VG: Zum Sektkorken gehört die Folien­kapsel

Kein Verkauf von Sekt ohne Folien­kapsel um den Korken

(Verwaltungsgericht Trier, Urteil vom 07. Juli 2021, Az. 8 K 421/21.TR)

Ein Winzer darf seinen Sekt nur verkaufen, wenn sich um den Korken eine Folien­kapsel rankt.
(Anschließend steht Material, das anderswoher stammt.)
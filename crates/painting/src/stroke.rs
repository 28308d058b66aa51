//! Rasterized stroke coverage masks
//!
//! Stroke rasterization belongs to the drawing front end; it hands the core a
//! coverage mask per stroke. The round-cap helpers below exist so callers
//! without their own rasterizer can still produce strokes.

use tracing::trace;

use crate::validation::RasterError;

/// An already-rasterized stroke: 8-bit coverage over a rectangle in surface space.
///
/// The origin may be negative or beyond the surface; application clips.
#[derive(Debug, Clone, PartialEq, Eq)]
pub struct StrokeMask {
    pub x: i64,
    pub y: i64,
    width: u32,
    height: u32,
    coverage: Vec<u8>,
}

impl StrokeMask {
    pub fn new(
        x: i64,
        y: i64,
        width: u32,
        height: u32,
        coverage: Vec<u8>,
    ) -> Result<Self, RasterError> {
        let expected = width as usize * height as usize;
        if coverage.len() != expected {
            return Err(RasterError::BufferSize {
                width,
                height,
                expected,
                actual: coverage.len(),
            });
        }
        Ok(Self {
            x,
            y,
            width,
            height,
            coverage,
        })
    }

    #[inline]
    pub fn width(&self) -> u32 {
        self.width
    }

    #[inline]
    pub fn height(&self) -> u32 {
        self.height
    }

    /// Coverage at a surface-space pixel; zero outside the mask
    #[inline]
    pub fn coverage_at(&self, px: i64, py: i64) -> u8 {
        let mx = px - self.x;
        let my = py - self.y;
        if mx < 0 || my < 0 || mx >= self.width as i64 || my >= self.height as i64 {
            return 0;
        }
        self.coverage[my as usize * self.width as usize + mx as usize]
    }

    /// Intersection with a `width` x `height` surface as (x0, y0, x1, y1), exclusive end.
    /// None if the mask lies completely outside.
    pub fn clip_to(&self, width: u32, height: u32) -> Option<(u32, u32, u32, u32)> {
        let x0 = self.x.max(0);
        let y0 = self.y.max(0);
        let x1 = (self.x + self.width as i64).min(width as i64);
        let y1 = (self.y + self.height as i64).min(height as i64);
        if x0 >= x1 || y0 >= y1 {
            return None;
        }
        Some((x0 as u32, y0 as u32, x1 as u32, y1 as u32))
    }

    /// A filled circle with an anti-aliased one-pixel rim, clipped to `bounds`
    pub fn round_dab(
        center_x: f32,
        center_y: f32,
        diameter: f32,
        bounds: (u32, u32),
    ) -> Result<Self, RasterError> {
        Self::polyline(&[[center_x, center_y]], diameter, bounds)
    }

    /// Round-capped, round-joined polyline of the given width.
    ///
    /// Only the part inside a `bounds.0` x `bounds.1` surface is rasterized,
    /// so points far off the surface cost nothing. Coverage is derived from
    /// the distance of each pixel center to the nearest segment, so
    /// consecutive segments never double-blend.
    pub fn polyline(
        points: &[[f32; 2]],
        width: f32,
        bounds: (u32, u32),
    ) -> Result<Self, RasterError> {
        if !width.is_finite() || points.iter().flatten().any(|v| !v.is_finite()) {
            return Err(RasterError::InvalidStroke(format!(
                "{} points at width {}",
                points.len(),
                width
            )));
        }

        let radius = width.max(0.0) as f64 / 2.0;
        if points.is_empty() || radius <= 0.0 {
            return Ok(Self::empty());
        }

        let (mut min_x, mut min_y) = (f64::MAX, f64::MAX);
        let (mut max_x, mut max_y) = (f64::MIN, f64::MIN);
        for &[px, py] in points {
            min_x = min_x.min(px as f64);
            min_y = min_y.min(py as f64);
            max_x = max_x.max(px as f64);
            max_y = max_y.max(py as f64);
        }

        // Pad by the radius plus the anti-aliasing rim, then intersect with the surface
        let pad = radius + 1.0;
        let (bw, bh) = (bounds.0 as f64, bounds.1 as f64);
        let x0 = (min_x - pad).floor().clamp(0.0, bw) as i64;
        let y0 = (min_y - pad).floor().clamp(0.0, bh) as i64;
        let x1 = (max_x + pad).ceil().clamp(0.0, bw) as i64;
        let y1 = (max_y + pad).ceil().clamp(0.0, bh) as i64;
        if x0 >= x1 || y0 >= y1 {
            return Ok(Self::empty());
        }
        let mask_w = (x1 - x0) as usize;
        let mask_h = (y1 - y0) as usize;

        let points: Vec<[f64; 2]> = points.iter().map(|&[x, y]| [x as f64, y as f64]).collect();
        let mut coverage = vec![0u8; mask_w * mask_h];
        for (my, row) in coverage.chunks_exact_mut(mask_w).enumerate() {
            for (mx, value) in row.iter_mut().enumerate() {
                // Pixel center in surface space
                let cx = (x0 + mx as i64) as f64 + 0.5;
                let cy = (y0 + my as i64) as f64 + 0.5;
                let dist = distance_to_polyline(cx, cy, &points);
                *value = ((radius + 0.5 - dist).clamp(0.0, 1.0) * 255.0).round() as u8;
            }
        }

        trace!(
            "StrokeMask::polyline: {} points, width={:.1}, mask {}x{} at ({}, {})",
            points.len(),
            width,
            mask_w,
            mask_h,
            x0,
            y0
        );

        Ok(Self {
            x: x0,
            y: y0,
            width: mask_w as u32,
            height: mask_h as u32,
            coverage,
        })
    }

    fn empty() -> Self {
        Self {
            x: 0,
            y: 0,
            width: 0,
            height: 0,
            coverage: Vec::new(),
        }
    }
}

fn distance_to_polyline(px: f64, py: f64, points: &[[f64; 2]]) -> f64 {
    if points.len() == 1 {
        return distance(px, py, points[0]);
    }
    points
        .windows(2)
        .map(|seg| distance_to_segment(px, py, seg[0], seg[1]))
        .fold(f64::MAX, f64::min)
}

fn distance(px: f64, py: f64, a: [f64; 2]) -> f64 {
    (px - a[0]).hypot(py - a[1])
}

/// Interior distances use the cross product rather than the projected point,
/// which stays exact for segments whose endpoints are far off the surface.
fn distance_to_segment(px: f64, py: f64, a: [f64; 2], b: [f64; 2]) -> f64 {
    let (dx, dy) = (b[0] - a[0], b[1] - a[1]);
    let len_sq = dx * dx + dy * dy;
    if len_sq == 0.0 {
        return distance(px, py, a);
    }
    let (ax, ay) = (px - a[0], py - a[1]);
    let t = (ax * dx + ay * dy) / len_sq;
    if t <= 0.0 {
        distance(px, py, a)
    } else if t >= 1.0 {
        distance(px, py, b)
    } else {
        (ax * dy - ay * dx).abs() / len_sq.sqrt()
    }
}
Das hat das Verwaltungs­gericht in Trier entschieden und so die Klage eines Saarwinzers abgelehnt. Der Unternehmer hatte zuvor argumentiert, jährlich kämen Tausende von Sekt­flaschen ohne Folie auf den Markt, ohne dass die Behörden dagegen vorgehen würden. Die Folie sei außerdem umwelt­schädlich.

Verkauf wegen fehlender vorgeschriebener Folien untersagt

Wie das Verwaltungs­gericht mitteilte, hatte das Landes­untersuchungs­amt bei einer Kontrolle seines Betriebs im vergangenen Jahr zahlreiche Sekt­flaschen entdeckt, denen die vorgeschriebenen Folien fehlten. Daraufhin habe die Aufsichts- und Dienstleistungs­direktion (ADD) Trier dem Winzer den Verkauf von 1300 Flaschen Riesling Jahrgangs­sekt untersagt. Der Mann habe schließlich beim Verwaltungs­gericht Klage eingereicht.

VG: Derzeitige Praxis sachlich gerechtfertigt

Die Trierer Richter wiesen die Klage der Mitteilung zufolge ab. Die Folien­kapsel gebe den Kunden die Sicherheit, dass es sich bei der Flasche tatsächlich um Sekt handle. Die Praxis sei daher sachlich gerechtfertigt. Diese einheitliche Aufmachung von Sekt­flaschen gehe auf eine mehr als 100 Jahre währende Tradition zurück. Insbesondere könne der Verbraucher an einer unversehrten Folie erkennen, ob der Verschluss der Flasche möglicher­weise manipuliert beziehungs­weise beschädigt wurde. Das Urteil ist nicht rechts­kräftig.